Vitja Makarov, 03.11.2010 23:03:
> 2010/11/4 Stefan Behnel:
>> Vitja Makarov, 03.11.2010 22:13:
>>> Now it seems to me that class declaration is more like function call
>>> with special case for metaclass keyword and positional arguments:
>>>
>>> class Base(type):
>>> def __new__(cls, name, bases, attrs, **kwargs):
>>> print(cls, name, bases, attrs, kwargs)
>>>
>>> class Foo(1, 2, 3, metaclass=Base, foo='bar'):
>>> def hello(self):
>>> pass
>>
>> Yes, I think that's exactly how this should work. Want to give it another
>> try?
>
> Yes, I want to finish this part ;)
Great! :)
BTW, thanks for doing all this. Even your first patch was pretty good for a
"first patch".
>> It seems that the number of positional arguments is fixed, but you can pass
>> any number of keyword arguments, out of which only "metaclass" is special
>> cased and removed (from a copy of the dict, BTW). There is also an
>> additional protocol if the metaclass has a "__prepare__" class method. See
>> "__build_class__".
>
> Yes, all positional arguments are turned into bases. So we can make it this
> way:
>
> Pyx_CreateClass(PyObject *bases, PyObject *dict, PyObject *name,
> PyObject *modname, PyObject *kwargs);
>
> And then
>
> args = (metaclass, bases, name, dict)
> PyEval_CallObjectWithKeywords(metaclass, args, kwargs)
Except for the first 'metaclass' in args (args has length 3). Again, see
the __build_class__ implementation.
>> I think the Python 2 protocol in Cython should work as in Py3. Metaclasses
>> in Py2 won't generally support kwargs, but if a user explicitly provides
>> them, it's best to assume that that's intentional. In the worst case, there
>> will be a runtime TypeError.
>
> Do you mean that new syntax should be used for Py2?
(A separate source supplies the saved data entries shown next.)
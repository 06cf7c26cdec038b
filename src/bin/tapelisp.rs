mod cmd;

fn main() -> miette::Result<()> {
    let cli = cmd::Cli::default();

    cli.exec()
}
No, just what happens behind the syntax. A __metaclass__ field can easily
be mapped to a metaclass keyword argument (or the equivalent representation
on a PyClassDefNode in Cython) and from that point on, it's the same thing
in both cases.
>> So, kwargs should pass through, except for __metaclass__. If both the
>> __metaclass__ class field and the metaclass kwarg are passed, I'd lean
>> towards ignoring the field and prefer the kwarg, just like Py3 does. It can
>> be argued that this is worth a warning, though.
>>
> Py3 doesn't support __metaclass__ attribute, so if metaclass is set that
> seems to be mostly Py3 so __metaclass__ should be ignored.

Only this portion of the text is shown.